Though he was limited to walkthrough work during minicamp because of a sore big toe, second-round pick D'Wayne Eskridge flashed his elite speed and playmaking ability. Coming from a school that didn't run as complicated of a passing scheme, Carroll has been especially impressed by his route running acumen adjusting to coordinator Shane Waldron's playbook.
"He looks totally legit to be a competitive aspect of this team," Carroll said of Eskridge. "I don't have any question. His strength, his hands, his catching range, his explosiveness, and he had no trouble with any of the transitional stuff... I'm really excited to see him go."
In addition, Carroll indicated fourth-round pick Tre Brown "looks the part" of an NFL cornerback and has already put himself in the heat of the competition for a starting role. As for sixth-round pick Stone Forsythe, while the Seahawks haven't gotten to see him block anyone just yet, Carroll applauded him for his focus and attention to detail.
Away from those three players, Seattle's limited draft capital this year coupled with a true offseason program has presented a unique opportunity for undrafted rookies to potentially push for a roster spot. It's a 180-degree turn from where things stood for undrafted players a year ago entering training camp blindfolded with an arm tied behind their backs.
Offensively, the Seahawks have a trio of fascinating undrafted receivers poised to battle for snaps in Cade Johnson, Tamorrion Terry, and Connor Wedington. All three players made big plays during minicamp earlier this month and bring different skill sets to the table, which should make an intense competition for two or three roster spots at the position all the more entertaining.
In the trenches, away from Forsythe, Seattle signed former California tackle Jake Curhan, who was a four-year starter in the Pac-12 conference. The team also brought in former Mississippi State standout Greg Eiland and Canadian product Pier-Olivier Lestage and both players will be vying for a backup guard role during the preseason.
On defense, Carroll has been complimentary of former Army linebacker Jon Rhattigan, who could have a chance to make the team with K.J. Wright and Shaquem Griffin no longer on the roster.

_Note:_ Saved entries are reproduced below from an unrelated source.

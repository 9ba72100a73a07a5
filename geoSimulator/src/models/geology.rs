use crate::config::constants::MIN_GRADIENT;
use crate::config::parameters::ModelParameters;
use crate::core::results::{GeologyOutput, SimulationWarning, WarningLog};

/// One gradient segment; the last one extends without bound.
#[derive(Debug, Clone, Copy)]
struct Segment {
    top_depth: f64,
    top_temperature: f64,
    gradient: f64,
    thickness: Option<f64>,
}

fn segments(params: &ModelParameters) -> Vec<Segment> {
    let sub = &params.subsurface;
    let mut top_depth = 0.0;
    let mut top_temperature = params.surface.surface_temperature;
    let mut result = Vec::with_capacity(sub.gradients.len());
    for (i, &gradient) in sub.gradients.iter().enumerate() {
        let gradient = if gradient > 0.0 { gradient } else { MIN_GRADIENT };
        let thickness = sub.layer_thicknesses.get(i).copied();
        result.push(Segment { top_depth, top_temperature, gradient, thickness });
        if let Some(thickness) = thickness {
            top_depth += thickness;
            top_temperature += gradient * thickness;
        }
    }
    result
}

/// Depth at which the layered gradient profile reaches the maximum temperature.
pub fn max_well_depth(params: &ModelParameters) -> f64 {
    let max_temperature = params.subsurface.max_temperature;
    let segments = segments(params);
    for segment in &segments {
        let reaches_max = match segment.thickness {
            Some(thickness) => segment.top_temperature + segment.gradient * thickness > max_temperature,
            None => true,
        };
        if reaches_max {
            return segment.top_depth + (max_temperature - segment.top_temperature) / segment.gradient;
        }
    }
    f64::INFINITY
}

/// Rock temperature at `depth` from the segment containing it.
pub fn rock_temperature_at(params: &ModelParameters, depth: f64) -> f64 {
    let segments = segments(params);
    let segment = segments
        .iter()
        .rev()
        .find(|s| depth > s.top_depth)
        .or_else(|| segments.first());
    match segment {
        Some(s) => s.top_temperature + s.gradient * (depth - s.top_depth),
        None => params.surface.surface_temperature,
    }
}

/// Caps the well depth at the maximum-temperature depth and derives the initial
/// rock temperature and average gradient.
pub fn resolve_geology(params: &ModelParameters, warnings: &mut WarningLog) -> GeologyOutput {
    let requested = params.subsurface.depth;
    let max_depth = max_well_depth(params);
    let depth = if requested > max_depth {
        warnings.record(SimulationWarning::DepthCapped { requested, capped: max_depth });
        max_depth
    } else {
        requested
    };

    let rock_temperature = rock_temperature_at(params, depth);
    let average_gradient = if params.subsurface.gradients.len() == 1 {
        segments(params)[0].gradient
    } else {
        (rock_temperature - params.surface.surface_temperature) / depth
    };

    GeologyOutput {
        depth,
        max_depth,
        rock_temperature,
        average_gradient,
    }
}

German linebacker Aaron Donkor, who joined the team through the NFL's International Player Pathway Program, offers rare physical traits and could also be in the mix if he can handle the steep jump in competition.

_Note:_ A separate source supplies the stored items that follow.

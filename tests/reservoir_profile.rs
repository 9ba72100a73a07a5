use std::io::Write;

use geophires::config::options::ReservoirModel;
use geophires::core::error::SimulationError;
use geophires::data::temperature_profile_loader::TemperatureProfileError;
use geophires::{run_simulation, run_simulation_with_profile, ModelParameters};

fn profile_params() -> ModelParameters {
    let mut params = ModelParameters::default();
    params.subsurface.reservoir_model = ReservoirModel::UserProfile;
    params.financial.plant_lifetime = 10;
    params
}

fn write_profile(lines: usize) -> tempfile::NamedTempFile {
    let mut file = tempfile::NamedTempFile::new().unwrap();
    for i in 0..lines {
        writeln!(file, "{},{}", i, 160.0 - 0.1 * i as f64).unwrap();
    }
    file
}

#[test]
fn profile_file_drives_reservoir_temperature() {
    let mut params = profile_params();
    let file = write_profile(params.time_steps());
    params.subsurface.reservoir_profile_file = Some(file.path().to_path_buf());

    let results = run_simulation(&params).unwrap();
    assert_eq!(results.reservoir_temperature.len(), params.time_steps());
    assert_eq!(results.reservoir_temperature[0], 160.0);
    assert_eq!(results.wellbore.redrill_count, 0);
    assert!(results.economics.price.is_finite());
}

#[test]
fn profile_with_wrong_length_is_rejected() {
    let mut params = profile_params();
    let file = write_profile(params.time_steps() - 1);
    params.subsurface.reservoir_profile_file = Some(file.path().to_path_buf());

    let err = run_simulation(&params).unwrap_err();
    assert!(matches!(
        err,
        SimulationError::ReservoirProfile(TemperatureProfileError::LengthMismatch { .. })
    ));
}

#[test]
fn in_memory_profile_must_match_time_steps() {
    let params = profile_params();
    let profile = vec![150.0; params.time_steps() + 3];
    let err = run_simulation_with_profile(&params, &profile).unwrap_err();
    assert!(matches!(err, SimulationError::ReservoirProfile(_)));

    let profile = vec![150.0; params.time_steps()];
    let results = run_simulation_with_profile(&params, &profile).unwrap();
    assert!(results.reservoir_temperature.iter().all(|&t| t == 150.0));
}

#[test]
fn missing_profile_file_is_a_configuration_error() {
    let params = profile_params();
    let err = run_simulation(&params).unwrap_err();
    assert!(matches!(err, SimulationError::Configuration(_)));
}

#[test]
fn external_simulator_is_unsupported() {
    let mut params = ModelParameters::default();
    params.subsurface.reservoir_model = ReservoirModel::ExternalSimulator;
    let err = run_simulation(&params).unwrap_err();
    assert!(matches!(err, SimulationError::Unsupported(_)));
}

Away from those two linebackers, defensive tackle Jarrod Hewitt, cornerback Bryan Mills, and safety Aashari Crosswell stand out as three other undrafted players to keep an eye on who could surprise and push for a roster spot.
Despite having only three draft picks this year, the always enthusiastic Carroll couldn't be more excited about the potential for this year's class as a whole and believes big things are in store for the group. Unlike a year ago, they've been given the tools necessary to succeed and the return of preseason games will give them another opportunity to impress the coaching staff.
But as the offseason program came to a close, Carroll made sure to give a cautionary warning for each and every one of Seattle's rookies before they departed for the summer, as all of the progress made this spring can easily be undone between now and camp. After seeing how the group carried themselves over the past few months, he's optimistic that won't be a problem.
"They're gonna be ready to go if - let me send this message out - if they do a good job the next six weeks of staying in shape and don't screw it up. We kinda hammered 'em a little bit and want 'em to take care of business and come back to camp ready to go."